New updates to the novel coronavirus 2019 and associated COVID-19 are coming fast and furious, and healthcare providers-including ODs-may not have a clear understanding of how to apply this information to their pratices.

In the hopes of offering inspiration, we gathered information from ODs around the country on how they are handling COVID-19.

We asked optometrists, including many Optometry Times Editorial Advisory Board members, how their offices are addressing disinfection and potentially sick patients or staff. Their responses are below.

Related: Dr.
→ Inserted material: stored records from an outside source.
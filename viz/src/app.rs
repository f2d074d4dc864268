//! Paint loop, key dispatch and the search run.

use std::error::Error;
use std::io;
use std::thread;
use std::time::Duration;

use pathviz_core::{CellState, Grid, Point};
use pathviz_crossterm::{InputEvent, Key, MouseAction, Screen, cancel_pressed};
use pathviz_search::{Engine, Outcome, Policy};

/// Board side length in cells.
const SIDE: i32 = 22;
/// Delay between rendered search steps.
const STEP_DELAY: Duration = Duration::from_millis(15);
/// Input poll interval when idle.
const POLL_INTERVAL: Duration = Duration::from_millis(16);

pub struct App {
    grid: Grid,
    screen: Screen,
    engine: Engine,
    policy: Policy,
}

impl Default for App {
    fn default() -> Self {
        Self::new()
    }
}

impl App {
    pub fn new() -> Self {
        Self {
            grid: Grid::new(SIDE),
            screen: Screen::new(SIDE),
            engine: Engine::new(),
            policy: Policy::Astar,
        }
    }

    pub fn run(&mut self) -> Result<(), Box<dyn Error>> {
        self.screen.init()?;
        let result = self.event_loop();
        self.screen.close();
        result
    }

    fn event_loop(&mut self) -> Result<(), Box<dyn Error>> {
        self.screen.draw(&self.grid)?;
        self.show_help()?;
        loop {
            let Some(ev) = self.screen.poll_input(POLL_INTERVAL)? else {
                continue;
            };
            match ev {
                InputEvent::Key(key) => {
                    if self.handle_key(key)? {
                        return Ok(());
                    }
                }
                InputEvent::Mouse { action, pos } => {
                    match action {
                        MouseAction::Main => self.paint(pos),
                        MouseAction::Secondary => {
                            self.grid.clear_cell(pos);
                        }
                    }
                    self.screen.draw(&self.grid)?;
                }
                InputEvent::Resize => {
                    self.screen.invalidate();
                    self.screen.draw(&self.grid)?;
                    self.show_help()?;
                }
            }
        }
    }

    /// Handle a key, returning `true` to quit.
    fn handle_key(&mut self, key: Key) -> io::Result<bool> {
        match key {
            Key::Char('q') | Key::Escape => return Ok(true),
            Key::Char('a') => {
                self.policy = Policy::Astar;
                self.show_help()?;
            }
            Key::Char('d') => {
                self.policy = Policy::UniformCost;
                self.show_help()?;
            }
            Key::Char('c') => {
                self.grid.reset();
                self.screen.draw(&self.grid)?;
                self.show_help()?;
            }
            Key::Char(' ') => self.run_search()?,
            _ => {}
        }
        Ok(false)
    }

    /// Left-button painting: place the start first, then the goal, then
    /// barriers. The grid guards refuse invalid targets (drawing over the
    /// other endpoint), so a refused click simply does nothing.
    fn paint(&mut self, pos: Point) {
        if self.grid.start().is_none() {
            self.grid.make_start(pos);
        } else if self.grid.goal().is_none() {
            self.grid.make_goal(pos);
        } else {
            self.grid.make_barrier(pos);
        }
    }

    fn run_search(&mut self) -> io::Result<()> {
        let (Some(start), Some(goal)) = (self.grid.start(), self.grid.goal()) else {
            return self.screen.set_status("place start and goal first");
        };
        self.grid.clear_search_marks();
        self.screen.draw(&self.grid)?;
        self.screen.set_status("searching... (q or ESC cancels)")?;

        let grid = self.grid.clone();
        let screen = &mut self.screen;
        // The closure cannot return an error through the engine, so keep
        // the first draw failure and surface it once the run is over.
        let mut draw_err: Option<io::Error> = None;
        let outcome = self.engine.search(
            &self.grid,
            start,
            goal,
            self.policy,
            || {
                if draw_err.is_none() {
                    if let Err(err) = screen.draw(&grid) {
                        draw_err = Some(err);
                    }
                }
                thread::sleep(STEP_DELAY);
            },
            cancel_pressed,
        );
        if let Some(err) = draw_err {
            return Err(err);
        }

        self.screen.draw(&self.grid)?;
        let label = self.policy.label();
        let status = match outcome {
            Outcome::Found => {
                // Interior path cells plus the hops onto and off the path.
                let steps = self.grid.count(CellState::Path) + 1;
                format!("{}: path found, {} steps", label, steps)
            }
            Outcome::Exhausted => format!("{}: no path", label),
            Outcome::Cancelled => format!("{}: cancelled", label),
        };
        self.screen.set_status(&status)
    }

    fn show_help(&mut self) -> io::Result<()> {
        let text = format!(
            "{} | a/d: algorithm  space: run  c: clear  q: quit",
            self.policy.label()
        );
        self.screen.set_status(&text)
    }
}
Ben Casella weighs in COVID-19

Katherine M. Mastrota, OD, FAAONew York City
Optometry Times
Editorial Advisory Board member

Our office does not fit contact lenses, so they are not a concern.

We are:
• Canceling all non-urgent optometry appointments to limit staffing and patients in the medical centers.
• Doctors are working a rotating 12-hour schedule to allow other doctors to stay home and to reduces people in the centers.
• Technician support has likewise been reduced on rotation and overall hours.
• No contact ocular testing unless absolutely necessary that day; this includes gonioscooy, tonometer, and contact pachymetry.
• No non-contact tonometry (NCT), especially for patients with red eyes.
• Patients are asked at the front desk to wash hands or apply hand sanitizer before they enter any examination area.
• Staff wipes down spectacles of presenting patients.
• All slit lamps feature homemade sneeze guards, letter-size.
• All exams are problem focused, so no ancillary testing will be performed unless needed for diagnosis or change in treatment.
• Full exam chair and instrument wipe down with disinfectant wipes (not tiny alcohol preps) between each patient.
• Any patient at risk will be given a face mask to wear.
• Triage stations are located at security as patients enter the facility before they get to optometry. Triage stations are plastic rooms that were build to isolate at risk patients from passing security.
• All clerical staff are reduced to alternating teams to report to work.
• Clinical areas are compressed to reduce travel and staffing throughout facilities.
• Maintenance are full schedule.
• Some specialty services are cancelled.
• Optometrists are selecting which patients must come in.
• All directors appointed three people who could take over if they needed to be out.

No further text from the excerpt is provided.